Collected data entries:
______

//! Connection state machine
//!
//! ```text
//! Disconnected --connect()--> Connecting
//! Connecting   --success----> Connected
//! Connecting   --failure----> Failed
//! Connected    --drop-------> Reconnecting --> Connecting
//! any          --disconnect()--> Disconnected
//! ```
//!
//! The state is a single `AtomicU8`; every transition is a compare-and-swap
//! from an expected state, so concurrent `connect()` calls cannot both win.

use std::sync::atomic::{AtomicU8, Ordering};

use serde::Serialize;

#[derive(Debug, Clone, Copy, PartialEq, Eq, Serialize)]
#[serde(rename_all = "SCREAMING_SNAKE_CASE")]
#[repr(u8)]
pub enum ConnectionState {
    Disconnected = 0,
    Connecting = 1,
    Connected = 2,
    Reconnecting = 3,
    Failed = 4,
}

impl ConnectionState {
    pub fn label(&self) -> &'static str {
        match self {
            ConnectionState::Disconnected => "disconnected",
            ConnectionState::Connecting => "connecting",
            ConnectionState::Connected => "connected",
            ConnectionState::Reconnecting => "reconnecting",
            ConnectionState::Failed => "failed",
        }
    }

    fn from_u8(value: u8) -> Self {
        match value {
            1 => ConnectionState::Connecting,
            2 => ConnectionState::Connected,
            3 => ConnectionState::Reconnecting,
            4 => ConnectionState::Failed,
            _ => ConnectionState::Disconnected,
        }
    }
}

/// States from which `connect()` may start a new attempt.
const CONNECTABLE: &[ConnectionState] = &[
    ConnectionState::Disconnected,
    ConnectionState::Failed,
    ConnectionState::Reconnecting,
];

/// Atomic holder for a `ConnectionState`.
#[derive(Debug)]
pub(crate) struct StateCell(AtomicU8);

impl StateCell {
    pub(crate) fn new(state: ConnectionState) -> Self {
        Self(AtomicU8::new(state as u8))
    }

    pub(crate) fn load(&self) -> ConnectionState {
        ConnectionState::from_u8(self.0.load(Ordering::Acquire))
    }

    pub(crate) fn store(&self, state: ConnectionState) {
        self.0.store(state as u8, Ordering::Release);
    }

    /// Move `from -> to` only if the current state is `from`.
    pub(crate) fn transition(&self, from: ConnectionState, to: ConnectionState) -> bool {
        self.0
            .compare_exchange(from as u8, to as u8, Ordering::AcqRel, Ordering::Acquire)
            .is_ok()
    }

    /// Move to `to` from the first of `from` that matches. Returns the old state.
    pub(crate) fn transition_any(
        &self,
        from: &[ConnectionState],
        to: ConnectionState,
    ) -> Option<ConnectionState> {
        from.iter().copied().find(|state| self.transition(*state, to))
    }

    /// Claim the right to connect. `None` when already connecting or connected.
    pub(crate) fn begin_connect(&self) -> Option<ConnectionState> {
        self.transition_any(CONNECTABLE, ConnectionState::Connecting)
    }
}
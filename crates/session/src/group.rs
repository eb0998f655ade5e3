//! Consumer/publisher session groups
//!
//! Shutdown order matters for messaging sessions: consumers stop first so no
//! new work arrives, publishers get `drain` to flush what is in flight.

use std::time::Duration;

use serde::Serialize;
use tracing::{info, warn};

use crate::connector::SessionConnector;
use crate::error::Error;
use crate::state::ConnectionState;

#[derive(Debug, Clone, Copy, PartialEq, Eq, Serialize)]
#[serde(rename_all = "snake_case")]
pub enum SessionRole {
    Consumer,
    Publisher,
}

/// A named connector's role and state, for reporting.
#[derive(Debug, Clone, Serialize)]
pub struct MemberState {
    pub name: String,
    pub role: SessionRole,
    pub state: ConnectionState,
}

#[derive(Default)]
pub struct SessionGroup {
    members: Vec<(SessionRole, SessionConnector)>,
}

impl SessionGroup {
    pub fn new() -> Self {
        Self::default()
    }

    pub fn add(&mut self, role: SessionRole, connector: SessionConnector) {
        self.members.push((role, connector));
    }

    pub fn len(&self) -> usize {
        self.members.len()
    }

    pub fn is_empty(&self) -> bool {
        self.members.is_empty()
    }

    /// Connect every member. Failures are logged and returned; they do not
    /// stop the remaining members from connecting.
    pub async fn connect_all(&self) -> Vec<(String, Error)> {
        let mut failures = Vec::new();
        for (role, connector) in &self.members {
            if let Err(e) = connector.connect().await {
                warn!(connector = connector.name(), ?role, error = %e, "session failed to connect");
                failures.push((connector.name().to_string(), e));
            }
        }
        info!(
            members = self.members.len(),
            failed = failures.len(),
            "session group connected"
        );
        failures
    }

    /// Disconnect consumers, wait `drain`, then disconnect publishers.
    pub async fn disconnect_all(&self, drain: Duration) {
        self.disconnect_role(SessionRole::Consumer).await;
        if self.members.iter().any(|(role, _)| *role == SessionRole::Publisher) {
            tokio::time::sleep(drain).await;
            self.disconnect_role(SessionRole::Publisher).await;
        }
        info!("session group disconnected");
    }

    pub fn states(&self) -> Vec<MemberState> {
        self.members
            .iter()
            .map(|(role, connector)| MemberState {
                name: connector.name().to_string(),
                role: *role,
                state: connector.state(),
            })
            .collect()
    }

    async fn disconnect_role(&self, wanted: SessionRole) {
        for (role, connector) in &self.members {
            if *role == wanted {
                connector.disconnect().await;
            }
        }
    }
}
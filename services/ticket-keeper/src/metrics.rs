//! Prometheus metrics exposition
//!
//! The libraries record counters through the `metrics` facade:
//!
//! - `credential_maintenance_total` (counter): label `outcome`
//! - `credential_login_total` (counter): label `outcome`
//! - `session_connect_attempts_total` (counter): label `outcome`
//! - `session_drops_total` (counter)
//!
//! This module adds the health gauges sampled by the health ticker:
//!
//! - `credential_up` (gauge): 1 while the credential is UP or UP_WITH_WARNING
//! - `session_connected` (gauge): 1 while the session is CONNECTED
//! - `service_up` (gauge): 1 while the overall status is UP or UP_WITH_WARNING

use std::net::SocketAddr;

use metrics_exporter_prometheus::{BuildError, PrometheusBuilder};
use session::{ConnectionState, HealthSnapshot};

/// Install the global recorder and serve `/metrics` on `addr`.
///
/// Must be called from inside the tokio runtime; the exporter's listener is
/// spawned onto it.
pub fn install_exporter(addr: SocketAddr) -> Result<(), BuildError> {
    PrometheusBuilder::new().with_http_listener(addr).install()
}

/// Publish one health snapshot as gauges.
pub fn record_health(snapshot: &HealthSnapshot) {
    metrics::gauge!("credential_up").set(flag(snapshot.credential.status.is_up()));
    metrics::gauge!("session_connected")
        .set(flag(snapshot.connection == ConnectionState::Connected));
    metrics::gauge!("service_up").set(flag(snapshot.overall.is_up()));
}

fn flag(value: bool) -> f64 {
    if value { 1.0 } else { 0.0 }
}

______

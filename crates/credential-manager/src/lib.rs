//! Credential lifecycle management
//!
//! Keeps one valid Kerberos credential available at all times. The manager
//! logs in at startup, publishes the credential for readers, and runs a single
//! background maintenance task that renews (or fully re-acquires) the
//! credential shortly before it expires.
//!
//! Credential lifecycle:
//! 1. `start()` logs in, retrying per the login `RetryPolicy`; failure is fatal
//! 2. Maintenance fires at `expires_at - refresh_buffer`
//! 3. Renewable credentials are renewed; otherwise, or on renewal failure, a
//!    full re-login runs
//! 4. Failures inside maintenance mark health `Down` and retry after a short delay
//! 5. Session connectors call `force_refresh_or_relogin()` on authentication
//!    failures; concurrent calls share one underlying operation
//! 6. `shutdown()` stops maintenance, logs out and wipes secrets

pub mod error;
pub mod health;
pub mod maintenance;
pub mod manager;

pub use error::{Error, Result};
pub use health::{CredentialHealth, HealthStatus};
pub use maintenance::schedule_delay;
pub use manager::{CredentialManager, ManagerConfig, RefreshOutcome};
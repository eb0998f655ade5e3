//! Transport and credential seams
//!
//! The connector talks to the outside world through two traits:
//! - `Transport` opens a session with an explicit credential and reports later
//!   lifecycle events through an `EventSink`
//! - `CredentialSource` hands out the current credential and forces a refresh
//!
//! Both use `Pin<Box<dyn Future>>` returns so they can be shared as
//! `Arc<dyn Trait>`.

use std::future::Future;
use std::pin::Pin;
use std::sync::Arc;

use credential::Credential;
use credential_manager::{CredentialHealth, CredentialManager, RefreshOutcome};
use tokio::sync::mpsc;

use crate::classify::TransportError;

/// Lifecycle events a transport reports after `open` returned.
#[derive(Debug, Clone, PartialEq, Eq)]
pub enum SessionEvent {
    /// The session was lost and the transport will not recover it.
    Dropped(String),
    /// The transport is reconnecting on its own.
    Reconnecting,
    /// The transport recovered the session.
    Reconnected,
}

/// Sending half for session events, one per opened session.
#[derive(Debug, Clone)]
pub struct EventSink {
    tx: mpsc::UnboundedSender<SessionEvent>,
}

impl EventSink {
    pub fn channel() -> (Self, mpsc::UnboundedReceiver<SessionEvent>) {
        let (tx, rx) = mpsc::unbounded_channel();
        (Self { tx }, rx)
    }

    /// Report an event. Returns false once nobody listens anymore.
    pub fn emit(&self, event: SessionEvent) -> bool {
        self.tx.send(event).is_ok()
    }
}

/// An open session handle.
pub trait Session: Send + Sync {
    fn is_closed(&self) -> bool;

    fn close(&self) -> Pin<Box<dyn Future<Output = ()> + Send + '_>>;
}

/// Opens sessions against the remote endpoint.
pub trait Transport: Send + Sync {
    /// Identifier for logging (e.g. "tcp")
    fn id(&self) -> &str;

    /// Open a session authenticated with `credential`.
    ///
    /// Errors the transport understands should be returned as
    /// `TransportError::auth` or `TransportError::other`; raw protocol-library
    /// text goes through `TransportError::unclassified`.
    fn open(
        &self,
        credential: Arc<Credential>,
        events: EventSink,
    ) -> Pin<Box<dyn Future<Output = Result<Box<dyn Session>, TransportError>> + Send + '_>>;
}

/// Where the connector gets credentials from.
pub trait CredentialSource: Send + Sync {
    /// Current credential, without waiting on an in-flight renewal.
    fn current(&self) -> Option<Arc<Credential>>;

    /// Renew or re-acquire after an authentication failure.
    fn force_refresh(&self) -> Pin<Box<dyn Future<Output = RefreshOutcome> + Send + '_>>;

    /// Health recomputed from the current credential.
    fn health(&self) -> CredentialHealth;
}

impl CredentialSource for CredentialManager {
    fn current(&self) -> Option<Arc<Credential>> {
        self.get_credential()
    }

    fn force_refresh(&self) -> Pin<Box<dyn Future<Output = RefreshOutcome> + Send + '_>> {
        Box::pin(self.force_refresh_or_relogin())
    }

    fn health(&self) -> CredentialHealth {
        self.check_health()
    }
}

______

In the data above, each line holding "async" is to be found and copied.

Final answer:
    pub async fn connect_all(&self) -> Vec<(String, Error)> {
    pub async fn disconnect_all(&self, drain: Duration) {
    async fn disconnect_role(&self, wanted: SessionRole) {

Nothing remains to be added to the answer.